The difference between a non-disclosure and expunction is that only a partial clean up of your record will be obtained. What this means is that the Google search will no longer appear but certain agencies such as the FBI and several Texas Boards will still be able to see your criminal history. The advantages of getting a non-disclosure are for employment or housing. Under Section 411.07 of the Government Code of Texas, once you have completed your deferred adjudication and the proceedings are dismissed, you can petition the court for an order of non-disclosure.

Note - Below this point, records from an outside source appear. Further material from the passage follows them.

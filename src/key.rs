use crossterm::event::{KeyCode, KeyEvent, KeyEventKind, KeyModifiers, ModifierKeyCode};
use std::fmt;

/// A normalized key value as consumed by the reducer.
///
/// Printable characters arrive already case-folded by the shift state.
/// Non-printable keys other than the four sentinels keep their DOM-style
/// name (`ArrowLeft`, `Tab`, `F5`, ...).
#[derive(Debug, Clone, PartialEq, Eq, Hash)]
pub enum Key {
    Char(char),
    Shift,
    Escape,
    Backspace,
    Enter,
    Named(String),
}

impl Key {
    /// Parses a canonical key name. A single character is a printable key.
    pub fn from_name(name: &str) -> Option<Self> {
        let mut chars = name.chars();
        match (chars.next(), chars.next()) {
            (None, _) => None,
            (Some(c), None) => Some(Key::Char(c)),
            _ => Some(match name {
                "Shift" => Key::Shift,
                "Escape" => Key::Escape,
                "Backspace" => Key::Backspace,
                "Enter" => Key::Enter,
                other => Key::Named(other.to_string()),
            }),
        }
    }

    /// Normalizes a terminal key event. Releases and keys with no
    /// meaningful name yield `None`.
    pub fn from_key_event(event: &KeyEvent) -> Option<Self> {
        if event.kind == KeyEventKind::Release {
            return None;
        }
        let shift = event.modifiers.contains(KeyModifiers::SHIFT);
        let key = match event.code {
            KeyCode::Char(c) => Key::Char(fold_case(c, shift)),
            KeyCode::Esc => Key::Escape,
            KeyCode::Backspace => Key::Backspace,
            KeyCode::Enter => Key::Enter,
            KeyCode::Modifier(ModifierKeyCode::LeftShift | ModifierKeyCode::RightShift) => {
                Key::Shift
            }
            KeyCode::Modifier(ModifierKeyCode::LeftControl | ModifierKeyCode::RightControl) => {
                Key::Named("Control".into())
            }
            KeyCode::Modifier(ModifierKeyCode::LeftAlt | ModifierKeyCode::RightAlt) => {
                Key::Named("Alt".into())
            }
            KeyCode::Modifier(ModifierKeyCode::LeftSuper | ModifierKeyCode::RightSuper) => {
                Key::Named("Meta".into())
            }
            KeyCode::Tab | KeyCode::BackTab => Key::Named("Tab".into()),
            KeyCode::Left => Key::Named("ArrowLeft".into()),
            KeyCode::Right => Key::Named("ArrowRight".into()),
            KeyCode::Up => Key::Named("ArrowUp".into()),
            KeyCode::Down => Key::Named("ArrowDown".into()),
            KeyCode::Home => Key::Named("Home".into()),
            KeyCode::End => Key::Named("End".into()),
            KeyCode::PageUp => Key::Named("PageUp".into()),
            KeyCode::PageDown => Key::Named("PageDown".into()),
            KeyCode::Delete => Key::Named("Delete".into()),
            KeyCode::Insert => Key::Named("Insert".into()),
            KeyCode::F(n) => Key::Named(format!("F{n}")),
            _ => return None,
        };
        Some(key)
    }

    pub fn is_char(&self, expected: char) -> bool {
        matches!(self, Key::Char(c) if *c == expected)
    }
}

impl fmt::Display for Key {
    fn fmt(&self, f: &mut fmt::Formatter<'_>) -> fmt::Result {
        match self {
            Key::Char(c) => write!(f, "{c}"),
            Key::Shift => f.write_str("Shift"),
            Key::Escape => f.write_str("Escape"),
            Key::Backspace => f.write_str("Backspace"),
            Key::Enter => f.write_str("Enter"),
            Key::Named(name) => f.write_str(name),
        }
    }
}

/// Upper-cases with shift held, lower-cases otherwise. Characters whose
/// case mapping is not a single character are left alone.
pub fn fold_case(c: char, shift: bool) -> char {
    let mut mapped = if shift {
        c.to_uppercase().collect::<Vec<char>>()
    } else {
        c.to_lowercase().collect::<Vec<char>>()
    };
    match mapped.len() {
        1 => mapped.remove(0),
        _ => c,
    }
}
use crate::error::{Error, Result};
use crate::session::{DEFAULT_TARGET_SIZE, MAX_TARGET_SIZE};
use directories::ProjectDirs;
use serde::{Deserialize, Serialize};
use std::fs;
use std::io::ErrorKind;
use std::path::{Path, PathBuf};
use std::time::Duration;

#[derive(Debug, Clone, Serialize, Deserialize, PartialEq)]
#[serde(default)]
pub struct Config {
    pub session_size: usize,
    pub tick_rate_ms: u64,
    pub log_file: Option<PathBuf>,
    pub log_filter: String,
}

impl Default for Config {
    fn default() -> Self {
        Self {
            session_size: DEFAULT_TARGET_SIZE,
            tick_rate_ms: 250,
            log_file: None,
            log_filter: "info".to_string(),
        }
    }
}

impl Config {
    /// Session size clamped to what a reset will draw.
    pub fn session_size(&self) -> usize {
        self.session_size.min(MAX_TARGET_SIZE)
    }

    pub fn tick_rate(&self) -> Duration {
        Duration::from_millis(self.tick_rate_ms.max(10))
    }
}

pub trait ConfigStore {
    fn load(&self) -> Result<Config>;
    fn save(&self, cfg: &Config) -> Result<()>;
}

#[derive(Debug, Clone)]
pub struct FileConfigStore {
    path: PathBuf,
}

impl FileConfigStore {
    #[allow(clippy::new_without_default)]
    pub fn new() -> Self {
        let path = if let Some(pd) = ProjectDirs::from("", "", "motiondrill") {
            pd.config_dir().join("config.json")
        } else {
            PathBuf::from("motiondrill_config.json")
        };
        Self { path }
    }

    pub fn with_path<P: AsRef<Path>>(p: P) -> Self {
        Self {
            path: p.as_ref().to_path_buf(),
        }
    }

    pub fn path(&self) -> &Path {
        &self.path
    }
}

impl Default for FileConfigStore {
    fn default() -> Self {
        Self::new()
    }
}

impl ConfigStore for FileConfigStore {
    /// A missing file yields the defaults.
    fn load(&self) -> Result<Config> {
        let bytes = match fs::read(&self.path) {
            Ok(bytes) => bytes,
            Err(e) if e.kind() == ErrorKind::NotFound => return Ok(Config::default()),
            Err(source) => {
                return Err(Error::Io {
                    path: self.path.clone(),
                    source,
                })
            }
        };
        serde_json::from_slice::<Config>(&bytes).map_err(|source| Error::ConfigParse {
            path: self.path.clone(),
            source,
        })
    }

    fn save(&self, cfg: &Config) -> Result<()> {
        let io_err = |source: std::io::Error| Error::Io {
            path: self.path.clone(),
            source,
        };
        if let Some(parent) = self.path.parent() {
            fs::create_dir_all(parent).map_err(io_err)?;
        }
        let data = serde_json::to_vec_pretty(cfg).map_err(|source| Error::ConfigParse {
            path: self.path.clone(),
            source,
        })?;
        fs::write(&self.path, data).map_err(io_err)
    }
}
//! The mutable, incrementally maintained network state.
//!
//! [`ProtoState`] owns every [`ProtoNetwork`] and groups them into
//! [`ProtoNetworkCluster`]s: maximal sets of networks that share at least one
//! node, across resource types. Additions merge clusters eagerly. Removals
//! re-discover the affected networks from their survivors and leave the
//! cluster merged; [`ProtoState::split_dirty`] re-partitions dirty clusters
//! into connected components right before they are rebuilt.

use crate::discovery::{CancelToken, Discovery, DiscoveryError, ProtoNetwork};
use crate::id::{ClusterId, ProtoNetworkId};
use crate::node::NetworkNode;
use crate::position::{ChunkPos, Position};
use crate::provider::NodeProvider;
use slotmap::{SecondaryMap, SlotMap};
use std::collections::{BTreeMap, BTreeSet};

// ---------------------------------------------------------------------------
// ProtoNetworkCluster
// ---------------------------------------------------------------------------

#[derive(Debug, Clone, Default)]
pub struct ProtoNetworkCluster {
    networks: BTreeSet<ProtoNetworkId>,
    dirty: bool,
}

impl ProtoNetworkCluster {
    pub fn networks(&self) -> &BTreeSet<ProtoNetworkId> {
        &self.networks
    }

    pub fn is_dirty(&self) -> bool {
        self.dirty
    }
}

// ---------------------------------------------------------------------------
// ProtoState
// ---------------------------------------------------------------------------

#[derive(Debug, Default)]
pub struct ProtoState {
    networks: SlotMap<ProtoNetworkId, ProtoNetwork>,
    network_cluster: SecondaryMap<ProtoNetworkId, ClusterId>,
    clusters: SlotMap<ClusterId, ProtoNetworkCluster>,
    /// Which networks each position is a member of.
    memberships: BTreeMap<Position, BTreeSet<ProtoNetworkId>>,
    /// Every node that has been added and not removed.
    nodes: BTreeMap<Position, NetworkNode>,
    /// Clusters that ceased to exist since the last `take_removed`.
    removed: Vec<ClusterId>,
}

impl ProtoState {
    pub fn new() -> Self {
        Self::default()
    }

    // -----------------------------------------------------------------------
    // Structural mutations
    // -----------------------------------------------------------------------

    /// Add (or re-confirm) a node and merge every network it touches.
    ///
    /// All discovery runs before any state changes, so a cancelled add leaves
    /// the state exactly as it was.
    pub fn add_node(
        &mut self,
        node: NetworkNode,
        provider: &dyn NodeProvider,
        token: Option<&CancelToken>,
    ) -> Result<(), DiscoveryError> {
        let mut discovery = Discovery::new(provider);
        if let Some(token) = token {
            discovery = discovery.with_token(token);
        }
        let mut discovered = Vec::new();
        for resource_type in node.resource_types() {
            discovered.extend(discovery.discover_node(&node, resource_type)?);
        }

        let pos = node.pos();
        let replaced = self.nodes.get(&pos).is_some_and(|known| !known.ptr_eq(&node));
        if replaced {
            self.remove_node(pos, provider)?;
        }

        node.set_valid(true);
        self.nodes.insert(pos, node);
        for network in discovered {
            self.insert_network(network, None);
        }
        Ok(())
    }

    /// Drop a node from every network it belonged to and re-discover those
    /// networks from their surviving members. The owning cluster is marked
    /// dirty but not split here.
    pub fn remove_node(
        &mut self,
        pos: Position,
        provider: &dyn NodeProvider,
    ) -> Result<Option<NetworkNode>, DiscoveryError> {
        let node = self.nodes.remove(&pos);
        if let Some(node) = &node {
            node.set_valid(false);
        }

        let ids = self.memberships.get(&pos).cloned().unwrap_or_default();
        let mut touched = BTreeSet::new();
        for id in ids {
            if let Some((network, cluster)) = self.take_network(id) {
                touched.insert(cluster);
                self.rediscover(&network, Some(pos), cluster, provider)?;
            }
        }
        for cluster in touched {
            self.prune_if_empty(cluster);
        }
        Ok(node)
    }

    /// Clear the validity of every known node in `chunk`. Their networks
    /// stay in place; clusters touching them stall until the chunk returns.
    pub fn mark_chunk_unknown(&mut self, chunk: ChunkPos) -> usize {
        let mut count = 0;
        for node in self.nodes.values().filter(|n| chunk.contains(n.pos())) {
            node.set_valid(false);
            count += 1;
        }
        count
    }

    /// Re-discover every network with an unknown edge whose far side the
    /// world can now vouch for.
    pub fn retry_incomplete(&mut self, provider: &dyn NodeProvider) -> Result<usize, DiscoveryError> {
        let resolved: Vec<ProtoNetworkId> = self
            .networks
            .iter()
            .filter(|(_, network)| {
                network.unknown.iter().any(|pos| {
                    !provider.is_unknown(*pos) && provider.get_node(*pos).is_none_or(|n| n.is_valid())
                })
            })
            .map(|(id, _)| id)
            .collect();

        let mut retried = 0;
        for id in resolved {
            // An earlier rediscovery in this loop may already have replaced it.
            if let Some((network, cluster)) = self.take_network(id) {
                self.rediscover(&network, None, cluster, provider)?;
                self.prune_if_empty(cluster);
                retried += 1;
            }
        }
        Ok(retried)
    }

    /// Split every dirty cluster into its connected components. The first
    /// component keeps the cluster id; the others get fresh ids. Returns
    /// every cluster that now needs a rebuild.
    pub fn split_dirty(&mut self) -> Vec<ClusterId> {
        let dirty: Vec<ClusterId> = self
            .clusters
            .iter()
            .filter(|(_, c)| c.dirty)
            .map(|(id, _)| id)
            .collect();

        let mut rebuild = Vec::with_capacity(dirty.len());
        for cluster_id in dirty {
            let components = self.components(cluster_id);
            for component in components.into_iter().skip(1) {
                let fresh = self.clusters.insert(ProtoNetworkCluster {
                    networks: component.iter().copied().collect(),
                    dirty: true,
                });
                for id in component {
                    self.network_cluster.insert(id, fresh);
                    if let Some(cluster) = self.clusters.get_mut(cluster_id) {
                        cluster.networks.remove(&id);
                    }
                }
                log::debug!("split {fresh:?} off {cluster_id:?}");
                rebuild.push(fresh);
            }
            rebuild.push(cluster_id);
        }
        rebuild
    }

    pub fn mark_clean(&mut self, cluster: ClusterId) {
        if let Some(cluster) = self.clusters.get_mut(cluster) {
            cluster.dirty = false;
        }
    }

    /// Force every cluster to be rebuilt, e.g. after a network type was
    /// registered.
    pub fn mark_all_dirty(&mut self) {
        for cluster in self.clusters.values_mut() {
            cluster.dirty = true;
        }
    }

    /// Clusters that were merged away or emptied since the last call.
    pub fn take_removed(&mut self) -> Vec<ClusterId> {
        std::mem::take(&mut self.removed)
    }

    pub fn clear(&mut self) {
        self.removed.extend(self.clusters.keys());
        self.networks.clear();
        self.network_cluster.clear();
        self.clusters.clear();
        self.memberships.clear();
        self.nodes.clear();
    }

    // -----------------------------------------------------------------------
    // Queries
    // -----------------------------------------------------------------------

    pub fn node(&self, pos: Position) -> Option<&NetworkNode> {
        self.nodes.get(&pos)
    }

    pub fn nodes(&self) -> impl Iterator<Item = &NetworkNode> {
        self.nodes.values()
    }

    pub fn network(&self, id: ProtoNetworkId) -> Option<&ProtoNetwork> {
        self.networks.get(id)
    }

    pub fn network_count(&self) -> usize {
        self.networks.len()
    }

    pub fn cluster_count(&self) -> usize {
        self.clusters.len()
    }

    pub fn clusters(&self) -> impl Iterator<Item = (ClusterId, &ProtoNetworkCluster)> {
        self.clusters.iter()
    }

    pub fn cluster(&self, id: ClusterId) -> Option<&ProtoNetworkCluster> {
        self.clusters.get(id)
    }

    pub fn networks_in(&self, cluster: ClusterId) -> impl Iterator<Item = &ProtoNetwork> {
        self.clusters
            .get(cluster)
            .into_iter()
            .flat_map(|c| c.networks.iter())
            .filter_map(|id| self.networks.get(*id))
    }

    /// Every member position of a cluster.
    pub fn cluster_positions(&self, cluster: ClusterId) -> BTreeSet<Position> {
        self.networks_in(cluster).flat_map(|n| n.positions()).collect()
    }

    /// The cluster `pos` belongs to, if it is a member of any network.
    pub fn cluster_of(&self, pos: Position) -> Option<ClusterId> {
        let id = self.memberships.get(&pos)?.first()?;
        self.network_cluster.get(*id).copied()
    }

    // -----------------------------------------------------------------------
    // Internals
    // -----------------------------------------------------------------------

    /// Insert a freshly discovered network. Same-type networks it overlaps are
    /// replaced; every cluster sharing a node with it, plus `hint`, is merged
    /// into one. Returns the new network's id.
    fn insert_network(&mut self, network: ProtoNetwork, hint: Option<ClusterId>) -> ProtoNetworkId {
        let hint = hint.filter(|c| self.clusters.contains_key(*c));
        let mut merge: BTreeSet<ClusterId> = hint.into_iter().collect();

        let neighbours: BTreeSet<ProtoNetworkId> = network
            .positions()
            .filter_map(|pos| self.memberships.get(&pos))
            .flatten()
            .copied()
            .collect();
        for id in neighbours {
            let overlapping = self.networks.get(id).is_some_and(|n| n.overlaps(&network));
            if overlapping {
                if let Some((_, cluster)) = self.take_network(id) {
                    merge.insert(cluster);
                }
            } else if let Some(cluster) = self.network_cluster.get(id) {
                merge.insert(*cluster);
            }
        }

        let target = match hint.or_else(|| merge.first().copied()) {
            Some(target) => target,
            None => self.clusters.insert(ProtoNetworkCluster::default()),
        };
        for other in merge.into_iter().filter(|c| *c != target) {
            self.absorb(target, other);
        }

        let positions: Vec<Position> = network.positions().collect();
        let id = self.networks.insert(network);
        for pos in positions {
            self.memberships.entry(pos).or_default().insert(id);
        }
        self.network_cluster.insert(id, target);
        if let Some(cluster) = self.clusters.get_mut(target) {
            cluster.networks.insert(id);
            cluster.dirty = true;
        }
        id
    }

    /// Move every network of `other` into `target` and drop `other`.
    fn absorb(&mut self, target: ClusterId, other: ClusterId) {
        let Some(absorbed) = self.clusters.remove(other) else {
            return;
        };
        for id in &absorbed.networks {
            self.network_cluster.insert(*id, target);
        }
        if let Some(cluster) = self.clusters.get_mut(target) {
            cluster.networks.extend(absorbed.networks);
            cluster.dirty = true;
        }
        log::debug!("merged {other:?} into {target:?}");
        self.removed.push(other);
    }

    /// Detach a network from every index. Its cluster is marked dirty and
    /// kept, even if now empty.
    fn take_network(&mut self, id: ProtoNetworkId) -> Option<(ProtoNetwork, ClusterId)> {
        let network = self.networks.remove(id)?;
        let cluster = self.network_cluster.remove(id)?;
        for pos in network.positions() {
            if let Some(ids) = self.memberships.get_mut(&pos) {
                ids.remove(&id);
                if ids.is_empty() {
                    self.memberships.remove(&pos);
                }
            }
        }
        if let Some(c) = self.clusters.get_mut(cluster) {
            c.networks.remove(&id);
            c.dirty = true;
        }
        Some((network, cluster))
    }

    /// Re-discover a detached network from its members, skipping `skip`, and
    /// insert the results back into `cluster`.
    fn rediscover(
        &mut self,
        network: &ProtoNetwork,
        skip: Option<Position>,
        cluster: ClusterId,
        provider: &dyn NodeProvider,
    ) -> Result<(), DiscoveryError> {
        let mut discovery = Discovery::new(provider);
        if let Some(pos) = skip {
            discovery = discovery.skipping(pos);
        }
        let resource_type = network.resource_type;

        let mut found: Vec<ProtoNetwork> = Vec::new();
        for (pos, bridge) in &network.bridges {
            if skip == Some(*pos) || found.iter().any(|n| n.bridges.contains_key(pos)) {
                continue;
            }
            found.push(discovery.from_bridge(bridge, resource_type)?);
        }
        for (pos, (ep, faces)) in &network.end_points {
            if skip == Some(*pos) {
                continue;
            }
            for candidate in discovery.from_end_point(ep, resource_type)? {
                let through_old_face = candidate
                    .end_points
                    .get(pos)
                    .is_some_and(|(_, f)| f.iter().any(|face| faces.contains(face)));
                if through_old_face && !found.iter().any(|n| n.overlaps(&candidate)) {
                    found.push(candidate);
                }
            }
        }

        for network in found {
            self.insert_network(network, Some(cluster));
        }
        Ok(())
    }

    fn prune_if_empty(&mut self, cluster: ClusterId) {
        if self.clusters.get(cluster).is_some_and(|c| c.networks.is_empty()) {
            self.clusters.remove(cluster);
            self.removed.push(cluster);
        }
    }

    /// Connected components of a cluster's networks, linked by shared
    /// positions, in order of their first network id.
    fn components(&self, cluster: ClusterId) -> Vec<Vec<ProtoNetworkId>> {
        let ids: Vec<ProtoNetworkId> = match self.clusters.get(cluster) {
            Some(c) => c.networks.iter().copied().collect(),
            None => return Vec::new(),
        };

        let mut parent: Vec<usize> = (0..ids.len()).collect();
        let mut owner: BTreeMap<Position, usize> = BTreeMap::new();
        for (i, id) in ids.iter().enumerate() {
            let Some(network) = self.networks.get(*id) else {
                continue;
            };
            for pos in network.positions() {
                match owner.get(&pos) {
                    Some(&j) => union(&mut parent, i, j),
                    None => {
                        owner.insert(pos, i);
                    }
                }
            }
        }

        let mut by_root: BTreeMap<usize, usize> = BTreeMap::new();
        let mut components: Vec<Vec<ProtoNetworkId>> = Vec::new();
        for (i, id) in ids.iter().enumerate() {
            let root = find(&mut parent, i);
            let slot = *by_root.entry(root).or_insert_with(|| {
                components.push(Vec::new());
                components.len() - 1
            });
            components[slot].push(*id);
        }
        components
    }
}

After discharge and dismissal, the petition can then be sought as follows:

  1. Immediately for most Misdemeanors
  2. The Second anniversary for the following Misdemeanors: Unlawful Restraint, Public Lewdness, Indecent Exposure, Voyeurism, Unlawful Disclosure or Promotion of Intimate Visual Material, Assault, Deadly Conduct, Terroristic Threat, Disorderly Conduct, Obstructing Highway or Other Passageway, False Alarm or Report, Interference with Emergency Request for Assistance, Harassment, Prostitution, and Unlawful Carrying of a Weapon.
  3. The Fifth anniversary for a Felony.

A person is not entitled to petition the court if the person was placed on the deferred adjudication community supervision for or has been previously convicted or placed on any other deferred adjudication for:

  1. An offense requiring registration as a sex offender.
  2. An offense under Section 20.04, Penal Code, Aggravated Kidnapping.
  3. An offense under Section 19.02, 19.03, 22.04, 22.041, 25.07, or 42.072, Penal Code; (Murder, Capital Murder, Injury to child/elderly/disabled, Abandoning/Endanger child, Violation of bond in FV/Sex/Stalking Cases, Stalking)
  4. Any other offense involving family violence, as defined by Section 71.004, Family Code or the court makes an affirmative finding that the offense involved family violence.

If a non-disclosure is granted the court shall issue an order prohibiting criminal justice agencies from disclosing to the public criminal history record information related to the offense giving rise to the deferred adjudication.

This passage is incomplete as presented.